Saved entries:
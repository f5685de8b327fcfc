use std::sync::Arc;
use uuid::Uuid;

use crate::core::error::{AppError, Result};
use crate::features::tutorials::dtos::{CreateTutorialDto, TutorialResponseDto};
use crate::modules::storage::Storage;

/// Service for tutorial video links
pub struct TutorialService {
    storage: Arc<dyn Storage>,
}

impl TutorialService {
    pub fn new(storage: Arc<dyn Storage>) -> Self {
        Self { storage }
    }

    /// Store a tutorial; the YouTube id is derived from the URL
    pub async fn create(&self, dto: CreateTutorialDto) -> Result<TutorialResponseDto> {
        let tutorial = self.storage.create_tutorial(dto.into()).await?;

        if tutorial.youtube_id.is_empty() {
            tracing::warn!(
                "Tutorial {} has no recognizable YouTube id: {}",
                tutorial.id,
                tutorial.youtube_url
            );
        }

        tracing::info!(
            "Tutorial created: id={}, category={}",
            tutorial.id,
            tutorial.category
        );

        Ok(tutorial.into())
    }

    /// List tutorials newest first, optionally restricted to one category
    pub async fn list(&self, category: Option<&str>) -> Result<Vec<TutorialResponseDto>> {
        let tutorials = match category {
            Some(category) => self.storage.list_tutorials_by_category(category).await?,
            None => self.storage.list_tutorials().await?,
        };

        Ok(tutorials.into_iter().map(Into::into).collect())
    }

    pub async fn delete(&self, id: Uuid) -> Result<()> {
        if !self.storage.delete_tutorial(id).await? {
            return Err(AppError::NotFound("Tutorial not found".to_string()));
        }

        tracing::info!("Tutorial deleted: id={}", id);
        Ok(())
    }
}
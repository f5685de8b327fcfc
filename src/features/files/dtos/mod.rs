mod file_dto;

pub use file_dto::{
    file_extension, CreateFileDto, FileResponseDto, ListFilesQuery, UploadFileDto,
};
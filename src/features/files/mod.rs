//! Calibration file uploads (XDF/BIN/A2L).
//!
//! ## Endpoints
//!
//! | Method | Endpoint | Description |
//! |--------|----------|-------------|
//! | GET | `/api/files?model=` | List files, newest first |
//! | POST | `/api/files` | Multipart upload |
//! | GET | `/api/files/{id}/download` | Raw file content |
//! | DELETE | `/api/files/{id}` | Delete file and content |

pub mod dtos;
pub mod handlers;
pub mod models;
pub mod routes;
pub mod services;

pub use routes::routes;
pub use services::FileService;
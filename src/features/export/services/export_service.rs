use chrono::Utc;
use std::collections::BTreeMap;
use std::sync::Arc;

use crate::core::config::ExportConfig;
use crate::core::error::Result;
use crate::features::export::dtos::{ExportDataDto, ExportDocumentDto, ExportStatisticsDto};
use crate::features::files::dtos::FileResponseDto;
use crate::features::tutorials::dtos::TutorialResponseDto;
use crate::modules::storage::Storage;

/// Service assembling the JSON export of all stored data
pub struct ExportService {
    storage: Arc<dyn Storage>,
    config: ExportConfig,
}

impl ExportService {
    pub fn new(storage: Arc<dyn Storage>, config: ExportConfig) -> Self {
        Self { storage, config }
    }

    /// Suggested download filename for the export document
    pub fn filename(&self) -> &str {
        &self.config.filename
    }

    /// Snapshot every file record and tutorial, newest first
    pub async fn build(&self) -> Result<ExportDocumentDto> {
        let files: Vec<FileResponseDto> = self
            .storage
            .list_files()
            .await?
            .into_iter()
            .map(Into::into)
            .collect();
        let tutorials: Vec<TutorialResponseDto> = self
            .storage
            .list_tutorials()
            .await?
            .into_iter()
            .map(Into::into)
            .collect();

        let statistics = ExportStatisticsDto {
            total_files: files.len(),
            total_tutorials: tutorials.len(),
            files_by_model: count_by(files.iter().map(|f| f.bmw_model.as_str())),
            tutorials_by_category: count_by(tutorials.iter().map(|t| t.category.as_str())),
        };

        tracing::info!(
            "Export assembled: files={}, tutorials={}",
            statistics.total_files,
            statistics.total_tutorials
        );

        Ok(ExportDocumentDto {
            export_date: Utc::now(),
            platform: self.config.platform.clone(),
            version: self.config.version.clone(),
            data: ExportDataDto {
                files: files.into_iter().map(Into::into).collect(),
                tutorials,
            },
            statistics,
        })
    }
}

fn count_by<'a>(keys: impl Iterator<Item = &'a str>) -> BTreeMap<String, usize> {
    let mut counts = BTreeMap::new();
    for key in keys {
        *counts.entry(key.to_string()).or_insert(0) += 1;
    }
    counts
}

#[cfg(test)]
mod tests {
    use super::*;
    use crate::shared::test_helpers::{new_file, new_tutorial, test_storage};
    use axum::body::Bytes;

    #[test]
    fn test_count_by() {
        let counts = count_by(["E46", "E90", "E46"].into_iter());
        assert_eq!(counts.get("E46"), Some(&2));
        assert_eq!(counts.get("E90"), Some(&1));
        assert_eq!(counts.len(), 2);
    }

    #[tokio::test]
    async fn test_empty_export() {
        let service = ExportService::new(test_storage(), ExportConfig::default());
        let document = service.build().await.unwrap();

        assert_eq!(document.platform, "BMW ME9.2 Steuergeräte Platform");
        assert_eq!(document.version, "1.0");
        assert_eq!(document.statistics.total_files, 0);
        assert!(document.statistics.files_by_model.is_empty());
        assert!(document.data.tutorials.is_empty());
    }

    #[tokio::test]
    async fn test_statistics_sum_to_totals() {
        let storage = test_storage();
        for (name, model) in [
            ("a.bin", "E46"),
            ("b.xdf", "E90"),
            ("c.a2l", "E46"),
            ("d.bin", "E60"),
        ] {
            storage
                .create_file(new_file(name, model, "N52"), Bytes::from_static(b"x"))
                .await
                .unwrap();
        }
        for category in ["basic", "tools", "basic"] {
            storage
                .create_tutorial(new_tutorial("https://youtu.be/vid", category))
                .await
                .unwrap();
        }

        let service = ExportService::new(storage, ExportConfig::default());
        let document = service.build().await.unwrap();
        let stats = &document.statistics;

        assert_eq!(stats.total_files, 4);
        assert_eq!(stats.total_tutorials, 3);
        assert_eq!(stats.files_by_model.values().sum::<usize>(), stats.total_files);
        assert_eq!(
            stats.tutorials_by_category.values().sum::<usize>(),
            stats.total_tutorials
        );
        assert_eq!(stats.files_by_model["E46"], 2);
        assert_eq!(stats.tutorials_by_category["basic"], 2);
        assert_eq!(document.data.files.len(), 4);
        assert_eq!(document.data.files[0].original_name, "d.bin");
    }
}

• **What to work on**: Word for word, write out all of the entries.

• **Response below**:
repository f5685de8b327fcfc
use std::sync::Arc;
use uuid::Uuid;

use crate::core::error::{AppError, Result};
use crate::features::tutorials::dtos::{CreateTutorialDto, TutorialResponseDto};
use crate::modules::storage::Storage;

/// Service for tutorial video links
pub struct TutorialService {
    storage: Arc<dyn Storage>,
}

impl TutorialService {
    pub fn new(storage: Arc<dyn Storage>) -> Self {
        Self { storage }
    }

    /// Store a tutorial; the YouTube id is derived from the URL
    pub async fn create(&self, dto: CreateTutorialDto) -> Result<TutorialResponseDto> {
        let tutorial = self.storage.create_tutorial(dto.into()).await?;

        if tutorial.youtube_id.is_empty() {
            tracing::warn!(
                "Tutorial {} has no recognizable YouTube id: {}",
                tutorial.id,
                tutorial.youtube_url
            );
        }

        tracing::info!(
            "Tutorial created: id={}, category={}",
            tutorial.id,
            tutorial.category
        );

        Ok(tutorial.into())
    }

    /// List tutorials newest first, optionally restricted to one category
    pub async fn list(&self, category: Option<&str>) -> Result<Vec<TutorialResponseDto>> {
        let tutorials = match category {
            Some(category) => self.storage.list_tutorials_by_category(category).await?,
            None => self.storage.list_tutorials().await?,
        };

        Ok(tutorials.into_iter().map(Into::into).collect())
    }

    pub async fn delete(&self, id: Uuid) -> Result<()> {
        if !self.storage.delete_tutorial(id).await? {
            return Err(AppError::NotFound("Tutorial not found".to_string()));
        }

        tracing::info!("Tutorial deleted: id={}", id);
        Ok(())
    }
}
repository f5685de8b327fcfc
filename src/features/files/dtos/mod.rs
mod file_dto;

pub use file_dto::{
    file_extension, CreateFileDto, FileResponseDto, ListFilesQuery, UploadFileDto,
};
filename src/features/files/mod.rs
//! Calibration file uploads (XDF/BIN/A2L).
//!
//! ## Endpoints
//!
//! | Method | Endpoint | Description |
//! |--------|----------|-------------|
//! | GET | `/api/files?model=` | List files, newest first |
//! | POST | `/api/files` | Multipart upload |
//! | GET | `/api/files/{id}/download` | Raw file content |
//! | DELETE | `/api/files/{id}` | Delete file and content |

pub mod dtos;
pub mod handlers;
pub mod models;
pub mod routes;
pub mod services;

pub use routes::routes;
pub use services::FileService;
filename src/features/export/services/export_service.rs
use chrono::Utc;
use std::collections::BTreeMap;
use std::sync::Arc;

use crate::core::config::ExportConfig;
use crate::core::error::Result;
use crate::features::export::dtos::{ExportDataDto, ExportDocumentDto, ExportStatisticsDto};
use crate::features::files::dtos::FileResponseDto;
use crate::features::tutorials::dtos::TutorialResponseDto;
use crate::modules::storage::Storage;

/// Service assembling the JSON export of all stored data
pub struct ExportService {
    storage: Arc<dyn Storage>,
    config: ExportConfig,
}

impl ExportService {
    pub fn new(storage: Arc<dyn Storage>, config: ExportConfig) -> Self {
        Self { storage, config }
    }

    /// Suggested download filename for the export document
    pub fn filename(&self) -> &str {
        &self.config.filename
    }

    /// Snapshot every file record and tutorial, newest first
    pub async fn build(&self) -> Result<ExportDocumentDto> {
        let files: Vec<FileResponseDto> = self
            .storage
            .list_files()
            .await?
            .into_iter()
            .map(Into::into)
            .collect();
        let tutorials: Vec<TutorialResponseDto> = self
            .storage
            .list_tutorials()
            .await?
            .into_iter()
            .map(Into::into)
            .collect();

        let statistics = ExportStatisticsDto {
            total_files: files.len(),
            total_tutorials: tutorials.len(),
            files_by_model: count_by(files.iter().map(|f| f.bmw_model.as_str())),
            tutorials_by_category: count_by(tutorials.iter().map(|t| t.category.as_str())),
        };

        tracing::info!(
            "Export assembled: files={}, tutorials={}",
            statistics.total_files,
            statistics.total_tutorials
        );

        Ok(ExportDocumentDto {
            export_date: Utc::now(),
            platform: self.config.platform.clone(),
            version: self.config.version.clone(),
            data: ExportDataDto {
                files: files.into_iter().map(Into::into).collect(),
                tutorials,
            },
            statistics,
        })
    }
}

fn count_by<'a>(keys: impl Iterator<Item = &'a str>) -> BTreeMap<String, usize> {
    let mut counts = BTreeMap::new();
    for key in keys {
        *counts.entry(key.to_string()).or_insert(0) += 1;
    }
    counts
}

#[cfg(test)]
mod tests {
    use super::*;
    use crate::shared::test_helpers::{new_file, new_tutorial, test_storage};
    use axum::body::Bytes;

    #[test]
    fn test_count_by() {
        let counts = count_by(["E46", "E90", "E46"].into_iter());
        assert_eq!(counts.get("E46"), Some(&2));
        assert_eq!(counts.get("E90"), Some(&1));
        assert_eq!(counts.len(), 2);
    }

    #[tokio::test]
    async fn test_empty_export() {
        let service = ExportService::new(test_storage(), ExportConfig::default());
        let document = service.build().await.unwrap();

        assert_eq!(document.platform, "BMW ME9.2 Steuergeräte Platform");
        assert_eq!(document.version, "1.0");
        assert_eq!(document.statistics.total_files, 0);
        assert!(document.statistics.files_by_model.is_empty());
        assert!(document.data.tutorials.is_empty());
    }

    #[tokio::test]
    async fn test_statistics_sum_to_totals() {
        let storage = test_storage();
        for (name, model) in [
            ("a.bin", "E46"),
            ("b.xdf", "E90"),
            ("c.a2l", "E46"),
            ("d.bin", "E60"),
        ] {
            storage
                .create_file(new_file(name, model, "N52"), Bytes::from_static(b"x"))
                .await
                .unwrap();
        }
        for category in ["basic", "tools", "basic"] {
            storage
                .create_tutorial(new_tutorial("https://youtu.be/vid", category))
                .await
                .unwrap();
        }

        let service = ExportService::new(storage, ExportConfig::default());
        let document = service.build().await.unwrap();
        let stats = &document.statistics;

        assert_eq!(stats.total_files, 4);
        assert_eq!(stats.total_tutorials, 3);
        assert_eq!(stats.files_by_model.values().sum::<usize>(), stats.total_files);
        assert_eq!(
            stats.tutorials_by_category.values().sum::<usize>(),
            stats.total_tutorials
        );
        assert_eq!(stats.files_by_model["E46"], 2);
        assert_eq!(stats.tutorials_by_category["basic"], 2);
        assert_eq!(document.data.files.len(), 4);
        assert_eq!(document.data.files[0].original_name, "d.bin");
    }
}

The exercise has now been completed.